## Work required
In your answer, repeat each line of the data exactly.

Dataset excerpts
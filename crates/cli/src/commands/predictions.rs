//! Prediction and model inspection commands

use anyhow::Result;
use colored::Colorize;
use std::path::Path;
use tabled::Tabled;

use super::read_wrapped_array;
use crate::client::{ApiClient, ModelSnapshot, Prediction, PredictionList};
use crate::output::{
    color_risk, format_contribution, format_timestamp, print_json, print_table, print_warning,
    OutputFormat,
};

/// Row for predictions table
#[derive(Tabled)]
struct PredictionRow {
    #[tabled(rename = "Service")]
    service: String,
    #[tabled(rename = "Route")]
    route: String,
    #[tabled(rename = "Bucket")]
    bucket_start: String,
    #[tabled(rename = "Risk")]
    risk_score: String,
    #[tabled(rename = "Top Factors")]
    top_factors: String,
}

/// Row for model weights table
#[derive(Tabled)]
struct WeightRow {
    #[tabled(rename = "Feature")]
    feature: String,
    #[tabled(rename = "Weight")]
    weight: String,
    #[tabled(rename = "Mean")]
    mean: String,
    #[tabled(rename = "Std")]
    std: String,
}

/// Score the latest bucket of every matching stream
pub async fn live(
    client: &ApiClient,
    service: Option<String>,
    route: Option<String>,
    format: OutputFormat,
) -> Result<()> {
    let mut query = Vec::new();
    if let Some(s) = service.as_deref() {
        query.push(("service", s));
    }
    if let Some(r) = route.as_deref() {
        query.push(("route", r));
    }

    let result: PredictionList = client.get_with_query("api/v1/infer/live", &query).await?;
    show_predictions(&result, format)
}

/// Score feature rows from a file
pub async fn batch(client: &ApiClient, file: &Path, format: OutputFormat) -> Result<()> {
    let body = read_wrapped_array(file, "items")?;
    let result: PredictionList = client.post("api/v1/infer/batch", &body).await?;
    show_predictions(&result, format)
}

fn show_predictions(result: &PredictionList, format: OutputFormat) -> Result<()> {
    match format {
        OutputFormat::Json => print_json(result)?,
        OutputFormat::Table => {
            if result.predictions.is_empty() {
                print_warning("No predictions; run etl to populate the feature store");
                return Ok(());
            }

            let rows: Vec<PredictionRow> = result.predictions.iter().map(prediction_row).collect();
            print_table(rows);
            println!("\nTotal: {} predictions", result.predictions.len());
        }
    }
    Ok(())
}

fn prediction_row(p: &Prediction) -> PredictionRow {
    PredictionRow {
        service: p.service.clone(),
        route: p.route.clone(),
        bucket_start: format_timestamp(&p.bucket_start),
        risk_score: color_risk(p.risk_score),
        top_factors: p
            .top_factors
            .iter()
            .map(|f| format_contribution(&f.feature, f.contribution))
            .collect::<Vec<_>>()
            .join(", "),
    }
}

/// Show the current model weights and scaler statistics
pub async fn model(client: &ApiClient, format: OutputFormat) -> Result<()> {
    let result: ModelSnapshot = client.get("api/v1/model").await?;

    match format {
        OutputFormat::Json => print_json(&result)?,
        OutputFormat::Table => {
            println!("{}", "Risk Model".bold());
            println!("{}", "=".repeat(40));
            println!("Bias:          {:+.4}", result.bias);
            println!("Training runs: {}", result.training_runs.to_string().cyan());
            println!("Samples seen:  {}", result.samples_seen.to_string().cyan());
            println!();

            if result.training_runs == 0 {
                print_warning("Model untrained; every score is 0.5");
            }

            let rows: Vec<WeightRow> = result
                .weights
                .iter()
                .map(|(feature, weight)| WeightRow {
                    feature: feature.clone(),
                    weight: format!("{:+.4}", weight),
                    mean: format!("{:.3}", result.mean.get(feature).copied().unwrap_or(0.0)),
                    std: format!("{:.3}", result.std.get(feature).copied().unwrap_or(1.0)),
                })
                .collect();
            print_table(rows);
        }
    }

    Ok(())
}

## Completed task
filename crates/cli/src/commands/predictions.rs
//! Prediction and model inspection commands

use anyhow::Result;
use colored::Colorize;
use std::path::Path;
use tabled::Tabled;

use super::read_wrapped_array;
use crate::client::{ApiClient, ModelSnapshot, Prediction, PredictionList};
use crate::output::{
    color_risk, format_contribution, format_timestamp, print_json, print_table, print_warning,
    OutputFormat,
};

/// Row for predictions table
#[derive(Tabled)]
struct PredictionRow {
    #[tabled(rename = "Service")]
    service: String,
    #[tabled(rename = "Route")]
    route: String,
    #[tabled(rename = "Bucket")]
    bucket_start: String,
    #[tabled(rename = "Risk")]
    risk_score: String,
    #[tabled(rename = "Top Factors")]
    top_factors: String,
}

/// Row for model weights table
#[derive(Tabled)]
struct WeightRow {
    #[tabled(rename = "Feature")]
    feature: String,
    #[tabled(rename = "Weight")]
    weight: String,
    #[tabled(rename = "Mean")]
    mean: String,
    #[tabled(rename = "Std")]
    std: String,
}

/// Score the latest bucket of every matching stream
pub async fn live(
    client: &ApiClient,
    service: Option<String>,
    route: Option<String>,
    format: OutputFormat,
) -> Result<()> {
    let mut query = Vec::new();
    if let Some(s) = service.as_deref() {
        query.push(("service", s));
    }
    if let Some(r) = route.as_deref() {
        query.push(("route", r));
    }

    let result: PredictionList = client.get_with_query("api/v1/infer/live", &query).await?;
    show_predictions(&result, format)
}

/// Score feature rows from a file
pub async fn batch(client: &ApiClient, file: &Path, format: OutputFormat) -> Result<()> {
    let body = read_wrapped_array(file, "items")?;
    let result: PredictionList = client.post("api/v1/infer/batch", &body).await?;
    show_predictions(&result, format)
}

fn show_predictions(result: &PredictionList, format: OutputFormat) -> Result<()> {
    match format {
        OutputFormat::Json => print_json(result)?,
        OutputFormat::Table => {
            if result.predictions.is_empty() {
                print_warning("No predictions; run etl to populate the feature store");
                return Ok(());
            }

            let rows: Vec<PredictionRow> = result.predictions.iter().map(prediction_row).collect();
            print_table(rows);
            println!("\nTotal: {} predictions", result.predictions.len());
        }
    }
    Ok(())
}

fn prediction_row(p: &Prediction) -> PredictionRow {
    PredictionRow {
        service: p.service.clone(),
        route: p.route.clone(),
        bucket_start: format_timestamp(&p.bucket_start),
        risk_score: color_risk(p.risk_score),
        top_factors: p
            .top_factors
            .iter()
            .map(|f| format_contribution(&f.feature, f.contribution))
            .collect::<Vec<_>>()
            .join(", "),
    }
}

/// Show the current model weights and scaler statistics
pub async fn model(client: &ApiClient, format: OutputFormat) -> Result<()> {
    let result: ModelSnapshot = client.get("api/v1/model").await?;

    match format {
        OutputFormat::Json => print_json(&result)?,
        OutputFormat::Table => {
            println!("{}", "Risk Model".bold());
            println!("{}", "=".repeat(40));
            println!("Bias:          {:+.4}", result.bias);
            println!("Training runs: {}", result.training_runs.to_string().cyan());
            println!("Samples seen:  {}", result.samples_seen.to_string().cyan());
            println!();

            if result.training_runs == 0 {
                print_warning("Model untrained; every score is 0.5");
            }

            let rows: Vec<WeightRow> = result
                .weights
                .iter()
                .map(|(feature, weight)| WeightRow {
                    feature: feature.clone(),
                    weight: format!("{:+.4}", weight),
                    mean: format!("{:.3}", result.mean.get(feature).copied().unwrap_or(0.0)),
                    std: format!("{:.3}", result.std.get(feature).copied().unwrap_or(1.0)),
                })
                .collect();
            print_table(rows);
        }
    }

    Ok(())
}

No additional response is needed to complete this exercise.